Stored data:
━━━━━━━━
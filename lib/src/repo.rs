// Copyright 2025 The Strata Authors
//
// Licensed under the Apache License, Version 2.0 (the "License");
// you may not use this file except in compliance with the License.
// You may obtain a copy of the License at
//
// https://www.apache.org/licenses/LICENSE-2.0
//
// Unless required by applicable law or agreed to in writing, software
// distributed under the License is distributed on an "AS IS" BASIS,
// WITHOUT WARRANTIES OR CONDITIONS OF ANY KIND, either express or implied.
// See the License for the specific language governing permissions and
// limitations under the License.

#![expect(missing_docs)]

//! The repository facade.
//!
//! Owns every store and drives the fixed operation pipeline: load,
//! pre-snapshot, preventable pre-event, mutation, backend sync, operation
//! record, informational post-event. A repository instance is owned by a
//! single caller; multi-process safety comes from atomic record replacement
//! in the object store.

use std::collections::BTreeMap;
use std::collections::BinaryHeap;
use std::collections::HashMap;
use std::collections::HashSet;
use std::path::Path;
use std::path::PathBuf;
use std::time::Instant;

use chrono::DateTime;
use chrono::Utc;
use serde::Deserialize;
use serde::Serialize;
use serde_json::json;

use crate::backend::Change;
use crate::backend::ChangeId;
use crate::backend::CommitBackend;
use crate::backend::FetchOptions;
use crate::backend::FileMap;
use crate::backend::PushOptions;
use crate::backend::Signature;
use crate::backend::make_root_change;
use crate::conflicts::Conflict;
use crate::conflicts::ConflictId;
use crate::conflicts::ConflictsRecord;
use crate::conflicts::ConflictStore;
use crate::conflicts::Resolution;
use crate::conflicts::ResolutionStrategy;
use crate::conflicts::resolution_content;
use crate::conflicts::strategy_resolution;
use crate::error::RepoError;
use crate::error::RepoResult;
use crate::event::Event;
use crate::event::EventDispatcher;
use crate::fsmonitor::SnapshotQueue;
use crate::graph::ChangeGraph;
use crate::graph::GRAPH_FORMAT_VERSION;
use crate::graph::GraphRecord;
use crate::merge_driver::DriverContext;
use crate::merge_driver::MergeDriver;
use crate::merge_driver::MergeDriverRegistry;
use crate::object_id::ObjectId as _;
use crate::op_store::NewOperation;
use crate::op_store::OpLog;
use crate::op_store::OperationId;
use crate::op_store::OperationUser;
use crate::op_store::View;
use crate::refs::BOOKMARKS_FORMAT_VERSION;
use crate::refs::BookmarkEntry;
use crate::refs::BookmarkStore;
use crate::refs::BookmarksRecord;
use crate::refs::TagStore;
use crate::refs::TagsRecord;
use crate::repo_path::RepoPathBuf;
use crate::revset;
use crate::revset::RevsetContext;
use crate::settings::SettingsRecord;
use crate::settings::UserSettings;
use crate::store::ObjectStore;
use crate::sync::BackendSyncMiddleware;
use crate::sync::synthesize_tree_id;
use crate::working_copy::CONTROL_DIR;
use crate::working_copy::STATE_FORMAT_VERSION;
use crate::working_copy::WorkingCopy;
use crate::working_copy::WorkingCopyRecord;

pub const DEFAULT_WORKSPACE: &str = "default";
━━━━━━━━
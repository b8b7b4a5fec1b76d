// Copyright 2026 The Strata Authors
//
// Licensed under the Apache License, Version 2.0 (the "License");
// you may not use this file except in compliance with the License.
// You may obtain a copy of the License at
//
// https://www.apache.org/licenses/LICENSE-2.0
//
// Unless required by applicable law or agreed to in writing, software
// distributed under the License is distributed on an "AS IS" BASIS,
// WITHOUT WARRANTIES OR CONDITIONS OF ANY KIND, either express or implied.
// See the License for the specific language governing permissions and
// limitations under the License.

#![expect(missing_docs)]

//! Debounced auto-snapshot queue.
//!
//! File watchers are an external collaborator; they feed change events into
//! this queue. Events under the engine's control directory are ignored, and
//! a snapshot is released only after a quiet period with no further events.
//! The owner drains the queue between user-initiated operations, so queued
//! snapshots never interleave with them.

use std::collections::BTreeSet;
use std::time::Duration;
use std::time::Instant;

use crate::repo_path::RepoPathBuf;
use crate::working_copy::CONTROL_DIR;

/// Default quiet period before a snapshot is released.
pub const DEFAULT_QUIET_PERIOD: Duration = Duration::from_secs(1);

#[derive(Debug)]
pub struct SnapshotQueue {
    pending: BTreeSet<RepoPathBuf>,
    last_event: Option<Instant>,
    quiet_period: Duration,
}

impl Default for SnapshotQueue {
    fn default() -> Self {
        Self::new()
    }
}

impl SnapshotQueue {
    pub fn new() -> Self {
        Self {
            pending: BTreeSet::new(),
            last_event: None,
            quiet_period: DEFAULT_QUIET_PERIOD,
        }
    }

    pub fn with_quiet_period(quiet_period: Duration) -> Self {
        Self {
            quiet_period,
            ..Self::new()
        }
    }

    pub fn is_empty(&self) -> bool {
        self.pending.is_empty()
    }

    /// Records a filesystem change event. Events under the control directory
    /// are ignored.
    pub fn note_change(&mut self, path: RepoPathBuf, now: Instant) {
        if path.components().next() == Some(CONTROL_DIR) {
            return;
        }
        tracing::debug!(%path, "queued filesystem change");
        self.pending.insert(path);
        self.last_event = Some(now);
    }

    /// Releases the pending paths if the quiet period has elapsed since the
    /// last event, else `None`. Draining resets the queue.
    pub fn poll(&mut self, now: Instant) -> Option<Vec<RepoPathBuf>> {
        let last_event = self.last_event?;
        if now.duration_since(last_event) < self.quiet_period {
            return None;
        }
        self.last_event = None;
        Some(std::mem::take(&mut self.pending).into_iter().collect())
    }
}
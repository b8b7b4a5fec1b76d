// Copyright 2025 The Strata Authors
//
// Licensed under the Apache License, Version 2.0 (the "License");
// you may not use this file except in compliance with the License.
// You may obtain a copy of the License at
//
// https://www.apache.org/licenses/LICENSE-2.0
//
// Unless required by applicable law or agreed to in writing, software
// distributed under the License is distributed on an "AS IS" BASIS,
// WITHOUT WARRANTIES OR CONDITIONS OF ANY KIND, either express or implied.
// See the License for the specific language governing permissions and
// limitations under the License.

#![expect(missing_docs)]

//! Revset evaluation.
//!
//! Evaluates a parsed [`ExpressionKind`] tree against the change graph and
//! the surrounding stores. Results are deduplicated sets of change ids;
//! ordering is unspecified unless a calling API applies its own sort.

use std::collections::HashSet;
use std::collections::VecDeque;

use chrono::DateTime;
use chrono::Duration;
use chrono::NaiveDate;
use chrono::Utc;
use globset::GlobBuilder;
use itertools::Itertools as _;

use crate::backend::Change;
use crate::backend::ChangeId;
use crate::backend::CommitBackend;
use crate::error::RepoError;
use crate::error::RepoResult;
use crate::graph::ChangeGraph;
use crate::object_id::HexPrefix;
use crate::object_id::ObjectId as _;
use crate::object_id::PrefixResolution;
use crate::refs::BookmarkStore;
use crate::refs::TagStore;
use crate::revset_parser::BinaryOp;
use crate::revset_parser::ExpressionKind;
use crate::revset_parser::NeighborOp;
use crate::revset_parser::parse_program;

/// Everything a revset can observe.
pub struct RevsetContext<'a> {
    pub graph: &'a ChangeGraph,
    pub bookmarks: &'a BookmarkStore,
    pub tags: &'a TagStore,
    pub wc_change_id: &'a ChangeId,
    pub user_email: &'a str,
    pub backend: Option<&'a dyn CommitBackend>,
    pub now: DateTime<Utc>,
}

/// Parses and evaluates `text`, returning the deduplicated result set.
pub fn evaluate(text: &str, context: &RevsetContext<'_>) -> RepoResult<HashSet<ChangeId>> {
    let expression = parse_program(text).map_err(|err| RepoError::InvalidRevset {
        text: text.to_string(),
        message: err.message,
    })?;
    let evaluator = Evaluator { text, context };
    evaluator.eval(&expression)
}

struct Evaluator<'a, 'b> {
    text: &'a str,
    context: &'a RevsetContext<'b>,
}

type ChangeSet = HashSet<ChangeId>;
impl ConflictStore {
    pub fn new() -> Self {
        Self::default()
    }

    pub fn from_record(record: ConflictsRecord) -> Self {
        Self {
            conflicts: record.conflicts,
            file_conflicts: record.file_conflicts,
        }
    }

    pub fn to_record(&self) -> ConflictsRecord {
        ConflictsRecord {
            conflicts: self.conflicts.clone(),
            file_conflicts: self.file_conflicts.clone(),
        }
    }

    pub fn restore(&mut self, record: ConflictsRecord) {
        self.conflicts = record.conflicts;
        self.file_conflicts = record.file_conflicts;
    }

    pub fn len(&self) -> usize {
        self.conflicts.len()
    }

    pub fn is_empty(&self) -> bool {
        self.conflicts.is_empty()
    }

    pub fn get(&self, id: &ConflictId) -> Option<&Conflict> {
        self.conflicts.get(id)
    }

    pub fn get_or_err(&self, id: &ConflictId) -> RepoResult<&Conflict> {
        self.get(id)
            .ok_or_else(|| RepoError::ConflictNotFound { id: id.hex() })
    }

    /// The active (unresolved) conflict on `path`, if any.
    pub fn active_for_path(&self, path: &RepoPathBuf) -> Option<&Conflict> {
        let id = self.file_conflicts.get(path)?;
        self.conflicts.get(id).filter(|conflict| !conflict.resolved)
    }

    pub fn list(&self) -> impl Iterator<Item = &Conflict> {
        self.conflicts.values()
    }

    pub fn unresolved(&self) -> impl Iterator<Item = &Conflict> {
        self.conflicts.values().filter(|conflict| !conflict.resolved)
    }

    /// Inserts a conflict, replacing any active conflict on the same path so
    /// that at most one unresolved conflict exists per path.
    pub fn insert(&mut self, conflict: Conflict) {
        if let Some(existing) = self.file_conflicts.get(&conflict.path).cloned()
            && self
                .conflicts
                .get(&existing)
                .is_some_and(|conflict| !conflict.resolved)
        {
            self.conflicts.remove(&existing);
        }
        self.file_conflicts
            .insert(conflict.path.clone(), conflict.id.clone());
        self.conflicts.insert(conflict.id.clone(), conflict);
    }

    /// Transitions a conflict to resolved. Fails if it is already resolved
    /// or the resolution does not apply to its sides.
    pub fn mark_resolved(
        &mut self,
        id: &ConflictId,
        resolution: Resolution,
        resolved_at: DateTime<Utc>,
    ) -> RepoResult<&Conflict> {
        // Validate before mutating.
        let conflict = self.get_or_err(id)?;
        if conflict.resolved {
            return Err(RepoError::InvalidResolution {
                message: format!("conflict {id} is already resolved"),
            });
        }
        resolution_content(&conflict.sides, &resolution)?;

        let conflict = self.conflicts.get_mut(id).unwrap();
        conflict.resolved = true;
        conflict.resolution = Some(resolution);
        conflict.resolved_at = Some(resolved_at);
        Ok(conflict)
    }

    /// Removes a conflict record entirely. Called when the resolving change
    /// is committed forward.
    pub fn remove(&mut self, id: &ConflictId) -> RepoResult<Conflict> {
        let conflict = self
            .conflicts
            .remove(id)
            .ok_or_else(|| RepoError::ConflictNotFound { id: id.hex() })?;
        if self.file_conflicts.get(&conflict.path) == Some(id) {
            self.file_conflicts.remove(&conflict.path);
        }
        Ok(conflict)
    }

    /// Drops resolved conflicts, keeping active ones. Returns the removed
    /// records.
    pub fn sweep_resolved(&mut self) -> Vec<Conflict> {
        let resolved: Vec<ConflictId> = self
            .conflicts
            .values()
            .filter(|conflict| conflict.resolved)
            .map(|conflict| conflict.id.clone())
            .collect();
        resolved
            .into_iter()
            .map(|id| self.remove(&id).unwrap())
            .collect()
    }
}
━━━━━━━━
Activity => If a line in the records contains the word "ExpressionKind", copy it.

Finished task =>
//! Evaluates a parsed [`ExpressionKind`] tree against the change graph and
use crate::revset_parser::ExpressionKind;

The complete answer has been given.